Top of Provided data

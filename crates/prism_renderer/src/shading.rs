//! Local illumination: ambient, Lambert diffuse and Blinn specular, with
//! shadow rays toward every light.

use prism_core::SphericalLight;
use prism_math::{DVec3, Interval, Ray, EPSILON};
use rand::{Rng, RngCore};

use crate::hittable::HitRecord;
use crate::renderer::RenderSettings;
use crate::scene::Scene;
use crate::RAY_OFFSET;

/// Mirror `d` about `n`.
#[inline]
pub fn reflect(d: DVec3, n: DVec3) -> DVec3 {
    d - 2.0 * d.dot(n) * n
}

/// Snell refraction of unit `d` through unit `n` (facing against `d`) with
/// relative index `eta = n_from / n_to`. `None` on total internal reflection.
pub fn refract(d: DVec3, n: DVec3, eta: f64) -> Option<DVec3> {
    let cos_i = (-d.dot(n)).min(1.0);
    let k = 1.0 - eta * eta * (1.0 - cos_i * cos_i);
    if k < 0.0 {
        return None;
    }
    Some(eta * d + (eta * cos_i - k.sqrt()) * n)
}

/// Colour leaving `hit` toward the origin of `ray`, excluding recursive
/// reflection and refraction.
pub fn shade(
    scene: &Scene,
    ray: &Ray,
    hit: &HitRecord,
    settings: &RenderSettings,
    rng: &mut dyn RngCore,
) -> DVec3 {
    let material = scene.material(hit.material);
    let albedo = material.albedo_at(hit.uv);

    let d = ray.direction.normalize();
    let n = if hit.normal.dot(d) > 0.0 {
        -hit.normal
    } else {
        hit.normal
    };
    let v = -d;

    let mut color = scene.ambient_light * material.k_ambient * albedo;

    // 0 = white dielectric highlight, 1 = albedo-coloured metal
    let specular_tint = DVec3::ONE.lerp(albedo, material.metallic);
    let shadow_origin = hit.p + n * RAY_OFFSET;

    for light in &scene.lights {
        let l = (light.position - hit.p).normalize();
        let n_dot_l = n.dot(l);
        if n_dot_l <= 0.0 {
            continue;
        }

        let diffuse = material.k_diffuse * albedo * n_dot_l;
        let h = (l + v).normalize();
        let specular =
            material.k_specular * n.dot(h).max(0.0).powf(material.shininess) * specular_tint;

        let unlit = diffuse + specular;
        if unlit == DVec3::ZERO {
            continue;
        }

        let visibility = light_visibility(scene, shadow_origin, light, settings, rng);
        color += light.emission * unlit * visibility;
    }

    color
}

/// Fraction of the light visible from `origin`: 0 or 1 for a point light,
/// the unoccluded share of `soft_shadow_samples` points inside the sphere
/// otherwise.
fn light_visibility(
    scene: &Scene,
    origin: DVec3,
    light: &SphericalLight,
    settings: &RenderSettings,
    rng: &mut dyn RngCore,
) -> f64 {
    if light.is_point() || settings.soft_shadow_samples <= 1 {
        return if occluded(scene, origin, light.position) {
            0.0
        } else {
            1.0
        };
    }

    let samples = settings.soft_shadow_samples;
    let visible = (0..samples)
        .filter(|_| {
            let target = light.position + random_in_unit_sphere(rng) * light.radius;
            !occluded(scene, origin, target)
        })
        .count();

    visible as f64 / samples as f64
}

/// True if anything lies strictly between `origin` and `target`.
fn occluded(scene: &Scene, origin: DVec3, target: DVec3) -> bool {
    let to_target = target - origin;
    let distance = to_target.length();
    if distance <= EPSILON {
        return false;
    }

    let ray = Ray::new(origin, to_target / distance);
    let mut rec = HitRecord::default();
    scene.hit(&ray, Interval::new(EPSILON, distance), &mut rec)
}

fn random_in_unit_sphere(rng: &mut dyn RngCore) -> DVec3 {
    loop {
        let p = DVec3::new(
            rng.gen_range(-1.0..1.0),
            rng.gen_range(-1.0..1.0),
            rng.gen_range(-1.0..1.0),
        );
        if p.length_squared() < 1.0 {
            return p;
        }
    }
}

Bottom of Provided data

All of the records above should be repeated exactly.

■ Exercise output
filename crates/prism_renderer/src/shading.rs
//! Local illumination: ambient, Lambert diffuse and Blinn specular, with
//! shadow rays toward every light.

use prism_core::SphericalLight;
use prism_math::{DVec3, Interval, Ray, EPSILON};
use rand::{Rng, RngCore};

use crate::hittable::HitRecord;
use crate::renderer::RenderSettings;
use crate::scene::Scene;
use crate::RAY_OFFSET;

/// Mirror `d` about `n`.
#[inline]
pub fn reflect(d: DVec3, n: DVec3) -> DVec3 {
    d - 2.0 * d.dot(n) * n
}

/// Snell refraction of unit `d` through unit `n` (facing against `d`) with
/// relative index `eta = n_from / n_to`. `None` on total internal reflection.
pub fn refract(d: DVec3, n: DVec3, eta: f64) -> Option<DVec3> {
    let cos_i = (-d.dot(n)).min(1.0);
    let k = 1.0 - eta * eta * (1.0 - cos_i * cos_i);
    if k < 0.0 {
        return None;
    }
    Some(eta * d + (eta * cos_i - k.sqrt()) * n)
}

/// Colour leaving `hit` toward the origin of `ray`, excluding recursive
/// reflection and refraction.
pub fn shade(
    scene: &Scene,
    ray: &Ray,
    hit: &HitRecord,
    settings: &RenderSettings,
    rng: &mut dyn RngCore,
) -> DVec3 {
    let material = scene.material(hit.material);
    let albedo = material.albedo_at(hit.uv);

    let d = ray.direction.normalize();
    let n = if hit.normal.dot(d) > 0.0 {
        -hit.normal
    } else {
        hit.normal
    };
    let v = -d;

    let mut color = scene.ambient_light * material.k_ambient * albedo;

    // 0 = white dielectric highlight, 1 = albedo-coloured metal
    let specular_tint = DVec3::ONE.lerp(albedo, material.metallic);
    let shadow_origin = hit.p + n * RAY_OFFSET;

    for light in &scene.lights {
        let l = (light.position - hit.p).normalize();
        let n_dot_l = n.dot(l);
        if n_dot_l <= 0.0 {
            continue;
        }

        let diffuse = material.k_diffuse * albedo * n_dot_l;
        let h = (l + v).normalize();
        let specular =
            material.k_specular * n.dot(h).max(0.0).powf(material.shininess) * specular_tint;

        let unlit = diffuse + specular;
        if unlit == DVec3::ZERO {
            continue;
        }

        let visibility = light_visibility(scene, shadow_origin, light, settings, rng);
        color += light.emission * unlit * visibility;
    }

    color
}

/// Fraction of the light visible from `origin`: 0 or 1 for a point light,
/// the unoccluded share of `soft_shadow_samples` points inside the sphere
/// otherwise.
fn light_visibility(
    scene: &Scene,
    origin: DVec3,
    light: &SphericalLight,
    settings: &RenderSettings,
    rng: &mut dyn RngCore,
) -> f64 {
    if light.is_point() || settings.soft_shadow_samples <= 1 {
        return if occluded(scene, origin, light.position) {
            0.0
        } else {
            1.0
        };
    }

    let samples = settings.soft_shadow_samples;
    let visible = (0..samples)
        .filter(|_| {
            let target = light.position + random_in_unit_sphere(rng) * light.radius;
            !occluded(scene, origin, target)
        })
        .count();

    visible as f64 / samples as f64
}

/// True if anything lies strictly between `origin` and `target`.
fn occluded(scene: &Scene, origin: DVec3, target: DVec3) -> bool {
    let to_target = target - origin;
    let distance = to_target.length();
    if distance <= EPSILON {
        return false;
    }

    let ray = Ray::new(origin, to_target / distance);
    let mut rec = HitRecord::default();
    scene.hit(&ray, Interval::new(EPSILON, distance), &mut rec)
}

fn random_in_unit_sphere(rng: &mut dyn RngCore) -> DVec3 {
    loop {
        let p = DVec3::new(
            rng.gen_range(-1.0..1.0),
            rng.gen_range(-1.0..1.0),
            rng.gen_range(-1.0..1.0),
        );
        if p.length_squared() < 1.0 {
            return p;
        }
    }
}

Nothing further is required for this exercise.